After 10 days in San Juanico, surfing twice a day most every day, the ocean is on my mind. Meditation is also on my mind. I’m still practicing both. I’ve progressed from having no idea what I’m doing to having a little bit of an idea. And having just a bit of an idea is tough. What the mind logically knows, the body cannot yet perform. There’s one thing that will help me improve from here on out, and that’s more time in the water, and more time on my mat.
The Wave Machine
It’s a beautiful break down here. When the swell hits just right, the wave is consistent, and it feels like being on a treadmill of surf. On a recent lucky morning, I fell into the sweetest of rhythms. I’d catch the smallest of the first few waves of the set, enjoy a long ride and a chance to figure a few things out, paddle back on the outside, then arrive at the point with time to catch my breath. Repeat. The wave was the same each time. I worked on my take off, practiced my turns, took mental notes and felt improvement with each ride. Pure paradise.

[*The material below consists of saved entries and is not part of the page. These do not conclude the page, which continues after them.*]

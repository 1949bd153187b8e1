//! Unified error type definition

use serde::Serialize;
use thiserror::Error;

// Re-export library error type
pub use siteverify_provider::ProviderError;

/// Core layer error type
///
/// Client errors always keep the authority's original diagnostic text:
/// retry classification matches on it, and operators debug with it.
#[derive(Error, Debug, Serialize)]
#[serde(tag = "code", content = "details")]
pub enum CoreError {
    /// The token RPC failed; no DNS record can be computed.
    #[error("failed to fetch verification token for '{domain}': {source}")]
    TokenFetchFailed {
        domain: String,
        source: ProviderError,
    },

    /// The create budget elapsed before the authority accepted the
    /// verification. Carries the last insert error for diagnosis.
    #[error("verification of '{domain}' did not complete within {elapsed_secs}s: {last_error}")]
    CreateTimeout {
        domain: String,
        elapsed_secs: u64,
        last_error: String,
    },

    /// The authority returned an identifier that is not valid
    /// percent-encoding. Terminal: retrying would return the same bytes.
    #[error("failed to decode resource id '{raw}': {detail}")]
    IdDecodeFailed { raw: String, detail: String },

    /// The existence check failed. Deliberately not split into
    /// "not found" vs "transient": the client's error shape does not
    /// distinguish them, and inventing the distinction here would lie to
    /// callers.
    #[error("failed to read verification resource '{id}': {source}")]
    ReadFailed { id: String, source: ProviderError },

    /// The delete budget elapsed while the authority still reported the
    /// proof token as published.
    #[error("proof token for '{id}' still published after {elapsed_secs}s: {last_error}")]
    DeleteTimeout {
        id: String,
        elapsed_secs: u64,
        last_error: String,
    },

    /// Delete failed for a reason other than the outstanding-token race.
    #[error("failed to delete verification resource '{id}': {source}")]
    DeleteFailed { id: String, source: ProviderError },

    /// Client error (converted from the library)
    #[error("{0}")]
    Provider(#[from] ProviderError),
}

impl CoreError {
    /// Whether it is expected behavior (user input, resource does not exist,
    /// propagation races, etc.), used for log classification.
    ///
    /// Level `warn` should be used when returning `true` and level `error`
    /// when returning `false`.
    /// **Please update this method simultaneously when new variants are added.**
    #[must_use]
    pub fn is_expected(&self) -> bool {
        match self {
            // A failed read usually means the resource is gone, which is a
            // normal refresh outcome.
            Self::ReadFailed { .. } => true,
            Self::TokenFetchFailed { source, .. } | Self::DeleteFailed { source, .. } => {
                source.is_expected()
            }
            Self::Provider(e) => e.is_expected(),
            Self::CreateTimeout { .. } | Self::DeleteTimeout { .. } | Self::IdDecodeFailed { .. } => {
                false
            }
        }
    }
}

/// Core layer Result type alias
pub type CoreResult<T> = std::result::Result<T, CoreError>;
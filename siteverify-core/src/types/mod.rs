//! 类型定义模块

mod resource;
mod timeouts;

pub use resource::{DNS_TXT_RECORD_TYPE, DnsTokenRecord, VerificationResource};
pub use timeouts::VerificationTimeouts;

pub(crate) use timeouts::{DEFAULT_CREATE_TIMEOUT_SECS, DEFAULT_DELETE_TIMEOUT_SECS};
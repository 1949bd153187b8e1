//! Google Site Verification error mapping

use crate::error::ProviderError;
use crate::traits::{ApiErrorMapper, RawApiError};

use super::GoogleSiteVerification;

/// Error mapping for the Site Verification API.
/// Reference: <https://developers.google.com/site-verification/v1/errors>
///
/// Only authentication failures get their own variant. Everything else
/// stays [`ProviderError::Api`] with the authority's message untouched:
/// the API has no structured code for the conditions callers care about
/// (token not yet visible, token still published), so the message text is
/// the contract and must survive the mapping byte for byte.
impl ApiErrorMapper for GoogleSiteVerification {
    fn map_error(&self, raw: RawApiError) -> ProviderError {
        match (raw.status, raw.reason.as_deref()) {
            // 401, or 403 with an auth reason: the bearer token is bad or
            // lacks the siteverification scope.
            (401, _) | (403, Some("authError" | "forbidden" | "insufficientPermissions")) => {
                ProviderError::InvalidCredentials {
                    detail: raw.message,
                }
            }

            _ => ProviderError::Api {
                status: raw.status,
                message: raw.message,
            },
        }
    }
}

It’s not always that way. The tide changed, and with it, the shape of the wave. The rhythm I’d found was lost. I had to learn a new angle of take-off, I had to wait in a different spot, I had to stand up quicker, turn right harder. My brain knew that, but my body couldn’t perform. Things happened too fast. I fell more often than not. I got stuck on the inside. I got slammed by the whitewater. I tasted the ocean in the back of my throat.
But there will be another wave, an opportunity to try once more. Never go in on a bad one, they say. Stay for one more wave.
In meditation, I’m equally attempting to stay in the pocket, to ride that sweet spot of awareness without conceptualization, open spaciousness without spacing out. I have an idea of where the mind should be, I have not yet perfected the action of staying there. I fall more often than not.
The good news is, there’s always another set. Another wave comes through, a chance to play with the thought and to choose. Let it go? Stay? Can you simply slice through? There’s a continuous process of navigation, of playing with the awareness of where you are. I can sometimes see that sweet spot in my peripheral, but I’m still learning when and how to speed up, to slow down.
I could pay for another lesson, I could read another book, I could ask more questions. But right now, the teacher is the practice, and it’s the time playing on the waves, or sitting on my mat, that will help me progress.
Never go in on a bad one, they say. Stay for one more round of breath.